You are viewing a plain text version of this content. The canonical link for it is here.

Posted to oak-dev@jackrabbit.apache.org by Chetan Mehrotra <ch...@gmail.com> on 2014/11/19 14:23:30 UTC

Disable parsing of fulltext string in QueryEngine

Following up on the earlier mail thread [1] but focusing on fulltext
parsing happening at the Query Engine level

Consider a case where we search for "mountain is big" and assume that
no aggregation complexity is involved

/jcr:root/content//element(*, test:Asset)[(jcr:contains(., 'mountain is big'))]

Now as per (OAK-890) this would get broken into a full text expression
which is *and* of 'mountain' , 'is', 'big'. LuceneIndex would get to
see already analyzed full text phrase and would construct a Lucene
query like below

+:fulltext:big +:fulltext:is +:fulltext:mountain

This query might not perform in expected way if the analyzer is
configured with stop words which would ignore 'is'.
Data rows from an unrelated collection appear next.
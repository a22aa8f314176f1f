//! Configuration for the streaming cache layer
//!
//! The cache is tuned through a small TOML document. Every field has a default,
//! so an empty document (or no document at all) yields a working configuration.
//!
//! ```toml
//! refresh_every = 100
//! heartbeat_ms = 1000
//! channel_capacity = 256
//! event_capacity = 256
//! ```

use std::path::Path;
use std::time::Duration;

use serde::{Deserialize, Serialize};

use crate::error::ConfigError;

/// Number of committed items between two progress notifications.
pub const DEFAULT_REFRESH_EVERY: usize = 100;

/// Fallback progress cadence for slow streams.
pub const DEFAULT_HEARTBEAT_MS: u64 = 1000;

/// Capacity of the item and error channels handed to a streaming query.
pub const DEFAULT_CHANNEL_CAPACITY: usize = 256;

/// Capacity of the broadcast channel carrying progress and status events.
pub const DEFAULT_EVENT_CAPACITY: usize = 256;

/// Tuning knobs for stores and their fetch tasks
#[derive(Debug, Clone, PartialEq, Eq, Serialize, Deserialize)]
#[serde(default)]
pub struct CacheConfig {
    /// Emit a progress event every `refresh_every` committed items
    pub refresh_every: usize,

    /// Emit a progress event at least this often while a fetch is running
    pub heartbeat_ms: u64,

    /// Bound of the item/error channels between a query and its source
    pub channel_capacity: usize,

    /// Bound of the event broadcast channel
    pub event_capacity: usize,
}

impl Default for CacheConfig {
    fn default() -> Self {
        Self {
            refresh_every: DEFAULT_REFRESH_EVERY,
            heartbeat_ms: DEFAULT_HEARTBEAT_MS,
            channel_capacity: DEFAULT_CHANNEL_CAPACITY,
            event_capacity: DEFAULT_EVENT_CAPACITY,
        }
    }
}

impl CacheConfig {
    pub fn heartbeat(&self) -> Duration {
        Duration::from_millis(self.heartbeat_ms)
    }

    pub fn with_refresh_every(mut self, refresh_every: usize) -> Self {
        self.refresh_every = refresh_every;
        self
    }

    pub fn with_heartbeat(mut self, heartbeat: Duration) -> Self {
        self.heartbeat_ms = heartbeat.as_millis() as u64;
        self
    }

    /// Parse and validate a TOML document
    pub fn from_toml_str(raw: &str) -> Result<Self, ConfigError> {
        let config: Self =
            toml::from_str(raw).map_err(|e| ConfigError::TomlParse(e.to_string()))?;
        config.validate()?;
        Ok(config)
    }

    /// Load from a TOML file. A missing file yields the defaults.
    pub fn load(path: &Path) -> Result<Self, ConfigError> {
        if !path.exists() {
            tracing::debug!("No cache config at {}, using defaults", path.display());
            return Ok(Self::default());
        }
        let raw = std::fs::read_to_string(path).map_err(|e| ConfigError::Io(e.to_string()))?;
        Self::from_toml_str(&raw)
    }

    pub fn to_toml_string(&self) -> Result<String, ConfigError> {
        toml::to_string_pretty(self).map_err(|e| ConfigError::TomlSerialize(e.to_string()))
    }

    pub fn validate(&self) -> Result<(), ConfigError> {
        let positive = [
            ("refresh_every", self.refresh_every as u64),
            ("heartbeat_ms", self.heartbeat_ms),
            ("channel_capacity", self.channel_capacity as u64),
            ("event_capacity", self.event_capacity as u64),
        ];
        for (field, value) in positive {
            if value == 0 {
                return Err(ConfigError::InvalidValue {
                    field: field.to_string(),
                    reason: "must be greater than zero".to_string(),
                });
            }
        }
        Ok(())
    }
}

#[cfg(test)]
mod tests {
    use super::*;
    use pretty_assertions::assert_eq;

    #[test]
    fn test_empty_document_uses_defaults() {
        let config = CacheConfig::from_toml_str("").unwrap();
        assert_eq!(config, CacheConfig::default());
        assert_eq!(config.heartbeat(), Duration::from_millis(DEFAULT_HEARTBEAT_MS));
    }

    #[test]
    fn test_partial_document_overrides_fields() {
        let config = CacheConfig::from_toml_str("refresh_every = 7\nheartbeat_ms = 50\n").unwrap();
        assert_eq!(config.refresh_every, 7);
        assert_eq!(config.heartbeat(), Duration::from_millis(50));
        assert_eq!(config.channel_capacity, DEFAULT_CHANNEL_CAPACITY);
    }

    #[test]
    fn test_zero_values_rejected() {
        let err = CacheConfig::from_toml_str("channel_capacity = 0").unwrap_err();
        assert_eq!(
            err,
            ConfigError::InvalidValue {
                field: "channel_capacity".to_string(),
                reason: "must be greater than zero".to_string(),
            }
        );
    }

    #[test]
    fn test_load_missing_file_and_round_trip() {
        let dir = tempfile::tempdir().unwrap();
        let path = dir.path().join("cache.toml");
        assert_eq!(CacheConfig::load(&path).unwrap(), CacheConfig::default());

        let config = CacheConfig::default().with_refresh_every(3);
        std::fs::write(&path, config.to_toml_string().unwrap()).unwrap();
        assert_eq!(CacheConfig::load(&path).unwrap(), config);
    }
}
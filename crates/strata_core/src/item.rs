//! Traits item types implement to be filtered and sorted by collections.

use std::cmp::Ordering;

use crate::error::{CacheError, Result};
use crate::page::{SortOrder, SortSpec};

/// Free-text filtering as typed into a view's search box
pub trait Filterable {
    /// True when the item matches `filter`. An empty filter matches everything.
    fn matches_filter(&self, filter: &str) -> bool;
}

/// Sorting a slice of items given a [`SortSpec`]
pub trait Sortable: Sized {
    /// Field names accepted in a sort specification
    const SORT_FIELDS: &'static [&'static str];

    /// Compare two items on one named field
    fn compare_field(&self, other: &Self, field: &str) -> Ordering;

    fn sort_items(items: &mut [Self], spec: &SortSpec) -> Result<()> {
        sort_by_spec(items, spec, Self::SORT_FIELDS, |a, b, field| {
            a.compare_field(b, field)
        })
    }
}

/// Stable multi-key sort. Unknown fields are rejected before anything moves.
pub fn sort_by_spec<T>(
    items: &mut [T],
    spec: &SortSpec,
    known: &[&str],
    compare: impl Fn(&T, &T, &str) -> Ordering,
) -> Result<()> {
    if let Some(field) = spec.fields.iter().find(|f| !known.contains(&f.as_str())) {
        return Err(CacheError::sort_field(
            field.as_str(),
            format!("expected one of: {}", known.join(", ")),
        ));
    }
    if spec.is_empty() {
        return Ok(());
    }
    items.sort_by(|a, b| {
        for (field, order) in spec.keys() {
            let ordering = match order {
                SortOrder::Asc => compare(a, b, field),
                SortOrder::Desc => compare(a, b, field).reverse(),
            };
            if ordering != Ordering::Equal {
                return ordering;
            }
        }
        Ordering::Equal
    });
    Ok(())
}

/// Case-insensitive substring match used by the `Filterable` impls
pub fn contains_ignore_case(haystack: &str, needle: &str) -> bool {
    needle.is_empty() || haystack.to_lowercase().contains(&needle.to_lowercase())
}

#[cfg(test)]
mod tests {
    use super::*;
    use pretty_assertions::assert_eq;

    #[derive(Debug, Clone, PartialEq)]
    struct Row {
        name: &'static str,
        size: u32,
    }

    impl Sortable for Row {
        const SORT_FIELDS: &'static [&'static str] = &["name", "size"];

        fn compare_field(&self, other: &Self, field: &str) -> Ordering {
            match field {
                "name" => self.name.cmp(other.name),
                "size" => self.size.cmp(&other.size),
                _ => Ordering::Equal,
            }
        }
    }

    fn rows() -> Vec<Row> {
        vec![
            Row { name: "b", size: 2 },
            Row { name: "a", size: 2 },
            Row { name: "c", size: 1 },
        ]
    }

    #[test]
    fn test_multi_key_sort() {
        let mut items = rows();
        let spec = SortSpec::by("size", SortOrder::Desc).then("name", SortOrder::Asc);
        Row::sort_items(&mut items, &spec).unwrap();
        let names: Vec<_> = items.iter().map(|r| r.name).collect();
        assert_eq!(names, vec!["a", "b", "c"]);
    }

    #[test]
    fn test_empty_spec_keeps_order() {
        let mut items = rows();
        Row::sort_items(&mut items, &SortSpec::default()).unwrap();
        assert_eq!(items, rows());
    }

    #[test]
    fn test_unknown_field_rejected_without_reordering() {
        let mut items = rows();
        let err = Row::sort_items(&mut items, &SortSpec::by("color", SortOrder::Asc)).unwrap_err();
        assert!(matches!(err, CacheError::Sort { ref field, .. } if field == "color"));
        assert_eq!(items, rows());
    }

    #[test]
    fn test_contains_ignore_case() {
        assert!(contains_ignore_case("UniswapV2Router", "router"));
        assert!(contains_ignore_case("anything", ""));
        assert!(!contains_ignore_case("Tornado", "uniswap"));
    }
}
To avoid such cases it would be better if the QueryEngine does not
parse the fulltext string in any form and pass the string as is.

Only thing that would be lost in such a case is the boost support.
That can possibly be handled at LuceneIndex level

Looking at JR2 code I think no such parsing was performed at that time
[2] and text passed as part of query is passed *as is* to Lucene
QueryParser

So should we disable the Fulltext parsing happening in QueryEngine?

Chetan Mehrotra
[1] http://markmail.org/thread/cyu7evezbi4u22gr
[2] https://github.com/apache/jackrabbit/blob/trunk/jackrabbit-core/src/main/java/org/apache/jackrabbit/core/query/lucene/JackrabbitQueryParser.java

Re: Disable parsing of fulltext string in QueryEngine

Posted by Chetan Mehrotra <ch...@gmail.com>.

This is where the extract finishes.